The technical scheme of the invention has the following beneficial technical effects:

1. The matching design of the linear optical axis and the linear flange bearing ensures that the linear optical axis can run very stably, improves the measurement accuracy and precision and has very little noise during measurement.

2. The linear flange bearing can be very conveniently and fixedly installed with the fixed ring through the flange at one end of the linear flange bearing, so that the linear flange bearing and the fixed ring are firmly installed together, and a reciprocating track is better provided for a linear optical axis.

3. The annular mounting grooves are respectively formed in the base and the flange, and one end of the spring is fixed in the annular mounting grooves through the straight clamping piece; the spring is guaranteed to be firmly connected at both ends, only can be stretched or compressed along the axial direction when measuring, can not take place transverse deviation, guarantees the reliability and the accuracy of measuring result, conveniently changes different springs when spring rigidity changes, and this kind of mounting means is favorable to the quick dismantlement and the installation of host computer moreover.

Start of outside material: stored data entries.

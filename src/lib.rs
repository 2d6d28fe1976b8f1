pub mod config;
pub mod console_interface;
pub mod core;
pub mod generator;
pub mod maze;
pub mod models;
pub mod puzzle;
pub mod solver;

#[cfg(test)]
mod test;

pub use generator::{generate, GenerateError, GeneratedPuzzle, PuzzleGenerator};
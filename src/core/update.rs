use crate::core::models::{GameChangeType, GameState, GameUpdate, MoveError, SharedGameState, UserAction};

pub fn step(shared: &SharedGameState, game: &GameState, action: UserAction) -> GameUpdate {
    let dir = match action {
        UserAction::Move(d) => d.to_vec(),
    };

    let next = game.player + dir;
    if !shared.tiles.contains(&next) {
        return GameUpdate::Error(MoveError::OutOfBounds);
    }
    if !shared.is_walkable(&next) {
        return GameUpdate::Error(MoveError::Wall);
    }

    let Some(box_index) = game.index_of_box_at(&next) else {
        return GameUpdate::NextState(
            GameState {
                boxes: game.boxes.clone(),
                player: next,
            },
            GameChangeType::PlayerMove,
        );
    };

    let beyond = next + dir;
    if !shared.is_walkable(&beyond) || game.has_box_at(&beyond) {
        return GameUpdate::Error(MoveError::BoxBlocked);
    }

    let mut boxes = game.boxes.clone();
    boxes[box_index] = beyond;
    GameUpdate::NextState(
        GameState::new(next, boxes),
        GameChangeType::PlayerAndBoxMove,
    )
}
pub use dissimilar::diff as __diff;
use crate::console_interface::{parse_level, render_game_to_string, render_maze_to_string};
use crate::core::{step, Direction, GameState, GameUpdate, Maze, SharedGameState, UserAction};

#[macro_export]
macro_rules! assert_eq_text {
    ($left:expr, $right:expr) => {
        $crate::assert_eq_text!($left, $right,)
    };
    ($left:expr, $right:expr, $($tt:tt)*) => {{
        let left = $left;
        let right = $right;
        if left != right {
            if left.trim() == right.trim() {
                std::eprintln!("Left:\n{:?}\n\nRight:\n{:?}\n\nWhitespace difference\n", left, right);
            } else {
                let diff = $crate::test::test_util::__diff(left, right);
                std::eprintln!("Left:\n{}\n\nRight:\n{}\n\nDiff:\n{}\n", left, right, $crate::test::test_util::format_diff(diff));
            }
            std::eprintln!($($tt)*);
            panic!("text differs");
        }
    }};
}

pub fn format_diff(chunks: Vec<dissimilar::Chunk>) -> String {
    let mut buf = String::new();
    for chunk in chunks {
        let formatted = match chunk {
            dissimilar::Chunk::Equal(text) => text.into(),
            dissimilar::Chunk::Delete(text) => format!("\x1b[41m{}\x1b[0m", text),
            dissimilar::Chunk::Insert(text) => format!("\x1b[42m{}\x1b[0m", text),
        };
        buf.push_str(&formatted);
    }
    buf
}

pub fn maze_from_ascii(level: &str) -> Maze {
    parse_level(level)
}

pub fn maze_to_ascii(maze: &Maze) -> String {
    render_maze_to_string(maze)
}

pub struct GameTestState {
    pub game_state: GameState,
    pub shared: SharedGameState,
}

impl GameTestState {
    pub fn new(level: &str) -> Self {
        let (shared, boxes, players) = SharedGameState::from_maze(&parse_level(level));
        assert_eq!(players.len(), 1, "Expected exactly one player in level {}", level);
        Self {
            game_state: GameState::new(players[0], boxes),
            shared,
        }
    }

    pub fn game_to_string(&self) -> String {
        render_game_to_string(&self.shared, &self.game_state).trim_matches('\n').into()
    }

    pub fn assert_move(&mut self, direction: Direction) -> GameUpdate {
        self.assert_step(UserAction::Move(direction))
    }

    pub fn assert_moves(&mut self, directions: &[Direction]) {
        for &dir in directions {
            self.assert_move(dir);
        }
    }

    pub fn assert_step(&mut self, action: UserAction) -> GameUpdate {
        let update = step(&self.shared, &self.game_state, action);
        let GameUpdate::NextState(new_state, _change_type) = &update else {
            panic!("Expected NextState update, got {:?}, in map {}", update, self.game_to_string());
        };

        self.game_state = new_state.clone();
        update
    }

    pub fn try_step(&mut self, action: UserAction) -> GameUpdate {
        let update = step(&self.shared, &self.game_state, action);
        if let GameUpdate::NextState(new_state, _change_type) = &update {
            self.game_state = new_state.clone();
        };

        update
    }

    pub fn assert_matches(&self, expected: &str) {
        let actual = self.game_to_string();
        assert_eq_text!(expected.trim_matches('\n'), actual.as_str().trim_matches('\n'));
    }
}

4. The sliding groove track, the rolling shaft and the guide wheel are matched for use, so that the spring and the linear optical axis can be well ensured to do reciprocating linear motion together, and the radial slight deviation possibly caused to the spring under the long-term use state of the linear optical axis and the linear flange bearing can be eliminated.

5. The correlation photoelectric sensor and the light shielding plate are matched to conveniently detect vibration of the spring vibrator, so that the period of the spring vibrator is calculated.

6. The base, the support and the fixing ring form a fixed frame, two ends of the spring are respectively fixed at one end of the base and one end of the linear optical axis, and the mode of matching the linear bearing with the linear optical axis is adopted, so that the spring vibrator system moves linearly along the axial direction of the linear optical axis, and the spring vibrator system moves stably and has small noise. The device has compact structural design, light weight and reliable work, and can accurately measure the human body mass under the condition of weightlessness.

7. The method can simulate the space weightless environment on the ground, is used for verifying the application reliability and accuracy of the quality measuring instrument in the weightless state, and is used for assisting in the design and manufacture of the quality measuring instrument in the weightless state, so that the development progress of practical application is accelerated.

8. When the mass measurer is tested, a subject can sit on the seat flat plate, the chest is propped against the chest support, and the two arms respectively encircle the upper hand and foot supports from the lower directions of the upper hand and foot supports on the two sides of the trunk of the human body support, so that the two hands are respectively placed on the two sides of the chin; the two legs respectively encircle the middle hand and foot supports downwards from the upper parts of the middle hand and foot supports on the two sides of the main body of the human body support, the instep of the foot is abutted against the lower hand and foot support, and the elbows are arranged on the two legs; the structural design of the human body support enables the subject to keep a relatively stable posture for quality test, and errors caused by gravity center change of the subject in the test process are reduced.

9. The base mounting frame is simple in structure and easy to assemble and form, used components can be directly purchased from the market, the manufacturing cost of the test platform is reduced, and the base mounting frame is stable and reliable.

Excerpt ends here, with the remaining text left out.